Auxetische Materialien sind physikalisch durch eine negative Querkontraktionszahl charakterisiert, einer Größe aus der Mechanik bzw. Festigkeitslehre, die das Verhalten eines Körpers unter dem Einfluss einer Zugkraft bzw. Druckkraft beschreibt. Ihre komplexen Strukturen und Geometrien wurden in interdisziplinären Clusterprojekten, an denen Mathematiker, Physiker und Werkstoffwissenschaftler beteiligt sind, durch Modellierung und Simulation zunächst im Computer entwickelt und in einem zweiten Schritt dann mit einem Rapid-Manufacturing-Verfahren, dem selektiven Elektronenstrahlschmelzen, produziert. Dabei wird das Bauteil mit Hilfe eines Elektronenstrahls durch selektives Schmelzen schichtweise aus Metallpulver aufgebaut.

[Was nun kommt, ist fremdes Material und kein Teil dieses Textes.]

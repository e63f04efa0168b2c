//! Response composition for support replies.
//!
//! Builds the reply text and suggested actions from a match result and a
//! sentiment result without requiring an LLM. The base reply comes from the
//! FAQ match (or a fallback apology); a single sentiment overlay is then
//! chosen from [`OVERLAY_RULES`], evaluated top to bottom.

use helpdesk_core::types::{ActionTag, EmotionTag, MatchResult, RiskTier, SentimentResult};

/// Prior transcript length above which a non-low risk match offers escalation.
pub const ESCALATION_HISTORY_THRESHOLD: usize = 2;

const NO_MATCH_MESSAGE: &str =
    "I apologize, but I couldn't find a specific answer to your question in our FAQ database.";

const DIFFICULTY_OFFER: &str = "\n\nI notice you've been experiencing some difficulties. Would you like me to connect you with a human agent for personalized assistance?";

const FRUSTRATION_APOLOGY: &str =
    "I understand you're frustrated, and I sincerely apologize for the inconvenience. ";

const PRIORITY_NOTICE: &str = "\n\nPriority Support: I'm escalating your case to our senior support team. Expected response time: 5-10 minutes.";

const URGENT_ACKNOWLEDGMENT: &str = "I see this is urgent. ";

const SIMPLIFY_OFFER: &str = "\n\nWould you like me to break this down into simpler steps?";

// =============================================================================
// ComposedResponse
// =============================================================================

/// Final reply plus the metadata reported alongside it.
#[derive(Debug, Clone, PartialEq)]
pub struct ComposedResponse {
    pub message: String,
    pub faq_matched: bool,
    /// Matched category, or "general".
    pub category: String,
    /// Match confidence, or 0.
    pub confidence: usize,
    pub suggested_actions: Vec<ActionTag>,
}

impl ComposedResponse {
    pub fn has_action(&self, action: ActionTag) -> bool {
        self.suggested_actions.contains(&action)
    }
}

// =============================================================================
// Sentiment overlays
// =============================================================================

/// A sentiment-driven decoration applied after the base reply is fixed.
#[derive(Debug, Clone, Copy, PartialEq, Eq)]
pub enum Overlay {
    /// Frustrated and high risk: apologize, announce priority escalation.
    PriorityEscalation,
    /// Urgent: acknowledge the urgency up front.
    UrgentAcknowledgment,
    /// Confused: offer a step-by-step breakdown.
    SimplifyOffer,
}

/// Overlay precedence. The first rule whose condition holds is the only one applied.
pub const OVERLAY_RULES: [Overlay; 3] = [
    Overlay::PriorityEscalation,
    Overlay::UrgentAcknowledgment,
    Overlay::SimplifyOffer,
];

impl Overlay {
    /// Pick the overlay for a sentiment, if any.
    pub fn select(sentiment: &SentimentResult) -> Option<Overlay> {
        OVERLAY_RULES
            .iter()
            .copied()
            .find(|rule| rule.applies(sentiment))
    }

    pub fn applies(&self, sentiment: &SentimentResult) -> bool {
        match self {
            Overlay::PriorityEscalation => {
                sentiment.has(EmotionTag::Frustrated)
                    && sentiment.escalation_risk == RiskTier::High
            }
            Overlay::UrgentAcknowledgment => sentiment.has(EmotionTag::Urgent),
            Overlay::SimplifyOffer => sentiment.has(EmotionTag::Confused),
        }
    }

    fn apply(&self, message: &mut String, actions: &mut Vec<ActionTag>) {
        match self {
            Overlay::PriorityEscalation => {
                message.insert_str(0, FRUSTRATION_APOLOGY);
                message.push_str(PRIORITY_NOTICE);
                actions.insert(0, ActionTag::PriorityEscalation);
            }
            Overlay::UrgentAcknowledgment => {
                message.insert_str(0, URGENT_ACKNOWLEDGMENT);
            }
            Overlay::SimplifyOffer => {
                message.push_str(SIMPLIFY_OFFER);
                actions.push(ActionTag::DetailedGuide);
            }
        }
    }
}

// =============================================================================
// ResponseComposer
// =============================================================================

/// Composes support replies. Stateless; the caller supplies history length.
#[derive(Debug, Default, Clone, Copy)]
pub struct ResponseComposer;

impl ResponseComposer {
    pub fn new() -> Self {
        Self
    }

    /// Compose a reply.
    ///
    /// `prior_turns` is the transcript length before the current exchange is
    /// appended.
    pub fn compose(
        &self,
        prior_turns: usize,
        faq_match: &MatchResult,
        sentiment: &SentimentResult,
    ) -> ComposedResponse {
        let mut actions = Vec::new();

        let (mut message, faq_matched, category, confidence) = match faq_match {
            MatchResult::Matched {
                category,
                answer,
                confidence,
            } => {
                let mut message = answer.clone();
                if prior_turns > ESCALATION_HISTORY_THRESHOLD
                    && sentiment.escalation_risk != RiskTier::Low
                {
                    message.push_str(DIFFICULTY_OFFER);
                    actions.push(ActionTag::EscalateToHuman);
                }
                (message, true, category.clone(), *confidence)
            }
            MatchResult::NoMatch => {
                actions.push(ActionTag::EscalateToHuman);
                actions.push(ActionTag::BrowseFaqs);
                (NO_MATCH_MESSAGE.to_string(), false, "general".to_string(), 0)
            }
        };

        if let Some(overlay) = Overlay::select(sentiment) {
            overlay.apply(&mut message, &mut actions);
        }

        ComposedResponse {
            message,
            faq_matched,
            category,
            confidence,
            suggested_actions: actions,
        }
    }
}

#[cfg(test)]
mod tests {
    use super::*;
    use std::collections::BTreeSet;

    fn sentiment(score: f64, tags: &[EmotionTag]) -> SentimentResult {
        SentimentResult {
            score,
            emotions: tags.iter().copied().collect::<BTreeSet<_>>(),
            escalation_risk: RiskTier::from_score(score),
        }
    }

    fn matched() -> MatchResult {
        MatchResult::Matched {
            category: "Account".into(),
            answer: "Do the thing.".into(),
            confidence: 3,
        }
    }

    fn compose(prior: usize, m: &MatchResult, s: &SentimentResult) -> ComposedResponse {
        ResponseComposer::new().compose(prior, m, s)
    }

    #[test]
    fn test_matched_neutral_is_answer_verbatim() {
        let r = compose(0, &matched(), &SentimentResult::default());
        assert_eq!(r.message, "Do the thing.");
        assert!(r.faq_matched);
        assert_eq!(r.category, "Account");
        assert_eq!(r.confidence, 3);
        assert!(r.suggested_actions.is_empty());
    }

    #[test]
    fn test_no_match_fallback() {
        let r = compose(0, &MatchResult::NoMatch, &SentimentResult::default());
        assert_eq!(r.message, NO_MATCH_MESSAGE);
        assert!(!r.faq_matched);
        assert_eq!(r.category, "general");
        assert_eq!(r.confidence, 0);
        assert_eq!(
            r.suggested_actions,
            vec![ActionTag::EscalateToHuman, ActionTag::BrowseFaqs]
        );
    }

    #[test]
    fn test_history_offer_needs_more_than_two_prior_turns() {
        // medium risk from a single urgent hit
        let s = sentiment(-1.0, &[]);
        let r = compose(2, &matched(), &s);
        assert!(!r.message.contains("experiencing some difficulties"));
        assert!(r.suggested_actions.is_empty());

        let r = compose(3, &matched(), &s);
        assert!(r.message.ends_with(DIFFICULTY_OFFER));
        assert_eq!(r.suggested_actions, vec![ActionTag::EscalateToHuman]);
    }

    #[test]
    fn test_history_offer_skipped_for_low_risk() {
        let r = compose(10, &matched(), &sentiment(-0.5, &[]));
        assert_eq!(r.message, "Do the thing.");
        assert!(r.suggested_actions.is_empty());
    }

    #[test]
    fn test_priority_overlay_on_no_match() {
        let s = sentiment(-5.0, &[EmotionTag::Frustrated, EmotionTag::Urgent]);
        let r = compose(0, &MatchResult::NoMatch, &s);
        assert!(r.message.starts_with(FRUSTRATION_APOLOGY));
        assert!(r.message.ends_with(PRIORITY_NOTICE));
        assert!(!r.message.contains(URGENT_ACKNOWLEDGMENT));
        assert_eq!(
            r.suggested_actions,
            vec![
                ActionTag::PriorityEscalation,
                ActionTag::EscalateToHuman,
                ActionTag::BrowseFaqs
            ]
        );
    }

    #[test]
    fn test_priority_overlay_keeps_duplicate_escalation_actions() {
        let s = sentiment(-4.0, &[EmotionTag::Frustrated]);
        let r = compose(5, &matched(), &s);
        assert_eq!(
            r.suggested_actions,
            vec![ActionTag::PriorityEscalation, ActionTag::EscalateToHuman]
        );
        assert_eq!(
            r.message,
            format!(
                "{}Do the thing.{}{}",
                FRUSTRATION_APOLOGY, DIFFICULTY_OFFER, PRIORITY_NOTICE
            )
        );
    }

    #[test]
    fn test_frustrated_medium_falls_through_to_urgent() {
        // frustrated alone at -2 is medium, so the urgent rule applies next
        let s = sentiment(-2.0, &[EmotionTag::Frustrated, EmotionTag::Urgent]);
        assert_eq!(Overlay::select(&s), Some(Overlay::UrgentAcknowledgment));
        let r = compose(0, &matched(), &s);
        assert_eq!(r.message, format!("{}Do the thing.", URGENT_ACKNOWLEDGMENT));
        assert!(r.suggested_actions.is_empty());
    }

    #[test]
    fn test_urgent_beats_confused() {
        let s = sentiment(-1.5, &[EmotionTag::Urgent, EmotionTag::Confused]);
        let r = compose(0, &matched(), &s);
        assert!(r.message.starts_with(URGENT_ACKNOWLEDGMENT));
        assert!(!r.message.contains(SIMPLIFY_OFFER));
        assert!(!r.has_action(ActionTag::DetailedGuide));
    }

    #[test]
    fn test_confused_appends_offer_and_guide() {
        let s = sentiment(-0.5, &[EmotionTag::Confused]);
        let r = compose(0, &MatchResult::NoMatch, &s);
        assert!(r.message.ends_with(SIMPLIFY_OFFER));
        assert_eq!(
            r.suggested_actions,
            vec![
                ActionTag::EscalateToHuman,
                ActionTag::BrowseFaqs,
                ActionTag::DetailedGuide
            ]
        );
    }

    #[test]
    fn test_satisfied_has_no_overlay() {
        let s = sentiment(2.0, &[EmotionTag::Satisfied]);
        assert_eq!(Overlay::select(&s), None);
    }

    #[test]
    fn test_rule_table_order() {
        assert_eq!(
            OVERLAY_RULES,
            [
                Overlay::PriorityEscalation,
                Overlay::UrgentAcknowledgment,
                Overlay::SimplifyOffer
            ]
        );
    }
}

Die so erzeugten Bauteile zeigen deutlich verbesserte mechanische Eigenschaften, ein Beleg für gute Übereinstimmung zwischen berechneten und gemessenen mechanischen Eigenschaften. Hier zeigt sich das große Potenzial der Zusammenarbeit von Naturwissenschaftlern und Ingenieuren in der Kombination aus physikalischer Modellierung, mathematischer Strukturoptimierung und präziser Fertigung.

Neben dem optimalen Design auxetischer zellularer Metalle spielt die Modellierung und Simulation auch in vielen anderen Bereichen im Erlanger Exzellenzcluster eine entscheidende Rolle, so etwa im Bereich der Computerchemie oder bei der Entwicklung optischer Metamaterialien auf der Nanoskala. Über ihre Forschungsarbeit berichten die Wissenschaftler in 20 Aufsätzen des Sonderbands „Hierarchical Structures Towards Functionality“ der Zeitschrift Advanced Materials, der ganz dem Exzellenzcluster Engineering of Advanced Materials gewidmet ist. (Online-Ausgabe unter http://onlinelibrary.wiley.com/doi/10.1002/adma.v23.22/23/issuetoc).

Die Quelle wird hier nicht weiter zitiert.